- The Federal Trade Commission proposed to bar prescription drug comparison site GoodRx from sharing users' health data with third parties for advertising, the agency said Wednesday.
- The "first-of-its-kind proposed order" includes a $1.5 million civil penalty for allegedly violating the agency's Health Breach Notification Rule.
- GoodRx denied wrongdoing and said it has proactively addressed privacy concerns, adding the settlement allowed it to avoid costly litigation.
The Federal Trade Commission proposed to permanently bar prescription drug comparison site GoodRx from sharing users' health data with third parties for advertising purposes, the agency said Wednesday.
In a "first-of-its-kind proposed order," the FTC also said it's imposing a $1.5 million civil penalty for allegedly violating the agency's Health Breach Notification Rule. Under the settlement, GoodRx is required to limit how long it holds onto personal and health information of users, and to ask third parties to delete consumer health data shared with them.
The FTC alleged GoodRx shared personal health information, including user prescription medications and personal health conditions, with companies like Facebook, Google and Criteo since at least 2017, despite promises not to provide user data to advertisers or third parties. The agency also claims GoodRx used personal health data to target its users with personalized ads on Facebook and Instagram. For example, according to the FTC, GoodRx in 2019 uploaded to Facebook a list of information from users, who purchased certain medications, in order to target them with ads.

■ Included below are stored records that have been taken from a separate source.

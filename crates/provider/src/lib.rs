pub mod error;
pub mod executor;
pub mod log;
pub mod notifier;
pub mod registry;

pub use error::DependencyError;
pub use executor::Executor;
pub use log::{LogExecutor, LogNotifier};
pub use notifier::Notifier;
pub use registry::{ExecutorRegistry, NotifierRegistry};
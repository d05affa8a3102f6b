use std::collections::HashMap;

use serde::{Deserialize, Serialize};

use crate::action::ActionConfig;
use crate::channel::NotificationChannel;
use crate::error::CoreError;

/// The policy document: dedup, rate limiting, resilience settings,
/// remediation actions, and notification channels.
#[derive(Debug, Clone, Serialize, Deserialize)]
#[serde(deny_unknown_fields)]
pub struct PolicyConfig {
    #[serde(default = "default_dedupe_window")]
    pub dedupe_window_seconds: u64,
    /// Tokens per bucket per interval, for the global and per-action buckets.
    #[serde(default = "default_rate_limit")]
    pub rate_limit: u32,
    #[serde(default = "default_rate_limit_interval")]
    pub rate_limit_interval_seconds: u64,
    #[serde(default)]
    pub retry: RetrySettings,
    #[serde(default)]
    pub circuit_breaker: CircuitBreakerSettings,
    /// Approval deadline used when no channel is configured.
    #[serde(default = "default_approval_timeout")]
    pub approval_timeout_seconds: u64,
    #[serde(default)]
    pub actions: Vec<ActionConfig>,
    #[serde(default)]
    pub channels: Vec<NotificationChannel>,
}

fn default_dedupe_window() -> u64 {
    300
}

fn default_rate_limit() -> u32 {
    10
}

fn default_rate_limit_interval() -> u64 {
    60
}

fn default_approval_timeout() -> u64 {
    1800
}

impl Default for PolicyConfig {
    fn default() -> Self {
        Self {
            dedupe_window_seconds: default_dedupe_window(),
            rate_limit: default_rate_limit(),
            rate_limit_interval_seconds: default_rate_limit_interval(),
            retry: RetrySettings::default(),
            circuit_breaker: CircuitBreakerSettings::default(),
            approval_timeout_seconds: default_approval_timeout(),
            actions: Vec::new(),
            channels: Vec::new(),
        }
    }
}

impl PolicyConfig {
    /// Check the scalar settings. Actions and channels are validated when
    /// the catalog is built.
    pub fn validate(&self) -> Result<(), CoreError> {
        if self.rate_limit == 0 {
            return Err(CoreError::InvalidPolicy("rate_limit must be >= 1".into()));
        }
        if self.rate_limit_interval_seconds == 0 {
            return Err(CoreError::InvalidPolicy(
                "rate_limit_interval_seconds must be >= 1".into(),
            ));
        }
        if self.approval_timeout_seconds == 0 {
            return Err(CoreError::InvalidPolicy(
                "approval_timeout_seconds must be >= 1".into(),
            ));
        }
        if self.retry.attempt_timeout_ms == 0 {
            return Err(CoreError::InvalidPolicy(
                "retry.attempt_timeout_ms must be >= 1".into(),
            ));
        }
        if self.circuit_breaker.threshold == 0 {
            return Err(CoreError::InvalidPolicy(
                "circuit_breaker.threshold must be >= 1".into(),
            ));
        }
        for (context, o) in &self.circuit_breaker.contexts {
            if o.threshold == Some(0) {
                return Err(CoreError::InvalidPolicy(format!(
                    "circuit_breaker.contexts.{context}.threshold must be >= 1"
                )));
            }
        }
        Ok(())
    }
}

/// Retry budget applied by the dependency guard.
#[derive(Debug, Clone, Serialize, Deserialize)]
#[serde(deny_unknown_fields)]
pub struct RetrySettings {
    #[serde(default = "default_max_retries")]
    pub max_retries: u32,
    /// Base delay; attempt `n` waits `n * retry_delay_ms`.
    #[serde(default = "default_retry_delay_ms")]
    pub retry_delay_ms: u64,
    /// Upper bound on a single attempt before it counts as a timeout.
    #[serde(default = "default_attempt_timeout_ms")]
    pub attempt_timeout_ms: u64,
}

fn default_max_retries() -> u32 {
    3
}

fn default_retry_delay_ms() -> u64 {
    1000
}

fn default_attempt_timeout_ms() -> u64 {
    30_000
}

impl Default for RetrySettings {
    fn default() -> Self {
        Self {
            max_retries: default_max_retries(),
            retry_delay_ms: default_retry_delay_ms(),
            attempt_timeout_ms: default_attempt_timeout_ms(),
        }
    }
}

/// Circuit breaker defaults plus per-context overrides.
#[derive(Debug, Clone, Serialize, Deserialize)]
#[serde(deny_unknown_fields)]
pub struct CircuitBreakerSettings {
    #[serde(default = "default_threshold")]
    pub threshold: u32,
    #[serde(default = "default_reset_timeout")]
    pub reset_timeout_seconds: u64,
    #[serde(default)]
    pub contexts: HashMap<String, CircuitBreakerOverride>,
}

fn default_threshold() -> u32 {
    5
}

fn default_reset_timeout() -> u64 {
    60
}

impl Default for CircuitBreakerSettings {
    fn default() -> Self {
        Self {
            threshold: default_threshold(),
            reset_timeout_seconds: default_reset_timeout(),
            contexts: HashMap::new(),
        }
    }
}

#[derive(Debug, Clone, Default, Serialize, Deserialize)]
#[serde(deny_unknown_fields)]
pub struct CircuitBreakerOverride {
    #[serde(default)]
    pub threshold: Option<u32>,
    #[serde(default)]
    pub reset_timeout_seconds: Option<u64>,
}

#[cfg(test)]
mod tests {
    use super::*;

    #[test]
    fn defaults_from_empty_document() {
        let policy: PolicyConfig = serde_json::from_str("{}").unwrap();
        assert_eq!(policy.dedupe_window_seconds, 300);
        assert_eq!(policy.rate_limit, 10);
        assert_eq!(policy.rate_limit_interval_seconds, 60);
        assert_eq!(policy.retry.max_retries, 3);
        assert_eq!(policy.retry.retry_delay_ms, 1000);
        assert_eq!(policy.retry.attempt_timeout_ms, 30_000);
        assert_eq!(policy.circuit_breaker.threshold, 5);
        assert_eq!(policy.circuit_breaker.reset_timeout_seconds, 60);
        assert!(policy.actions.is_empty());
        assert!(policy.validate().is_ok());
    }

    #[test]
    fn zero_rate_limit_is_invalid() {
        let policy = PolicyConfig {
            rate_limit: 0,
            ..PolicyConfig::default()
        };
        assert!(policy.validate().is_err());
    }

    #[test]
    fn zero_override_threshold_is_invalid() {
        let mut policy = PolicyConfig::default();
        policy.circuit_breaker.contexts.insert(
            "k8s-api".into(),
            CircuitBreakerOverride {
                threshold: Some(0),
                reset_timeout_seconds: None,
            },
        );
        let err = policy.validate().unwrap_err();
        assert!(err.to_string().contains("k8s-api"));
    }

    #[test]
    fn unknown_keys_are_rejected() {
        let result: Result<PolicyConfig, _> =
            serde_json::from_str(r#"{"dedupe_window": 10}"#);
        assert!(result.is_err());
    }
}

Criteo said in a statement that it prohibits most types of targeted ad campaigns referenced in the complaint against GoodRx and confirmed that it never received from the company "any personally identifiable information, such as name or email address, or prescription and medical information," connected to Criteo's digital ad services. Meta and Google have also previously said they have policies against advertisers sharing sensitive information with their services or targeting users based on such data.
GoodRx said in a press release that it disagrees with the FTC's allegations and doesn't admit wrongdoing. It said that the settlement allows the company to avoid expensive and time-consuming litigation and that the agreement "will have no material impact on our business."
"The settlement with the FTC focuses on an old issue that was proactively addressed almost three years ago, before the FTC inquiry began," GoodRx said, adding that it made updates to safeguard user safety before it was contacted by the agency.
GoodRX shares were up 3.5% on Wednesday to $5.79. The stock has lost more than three-quarters of its value in the past year.
FTC Commissioners voted 4-0 to refer the proposed order to the Department of Justice to file it on the FTC's behalf.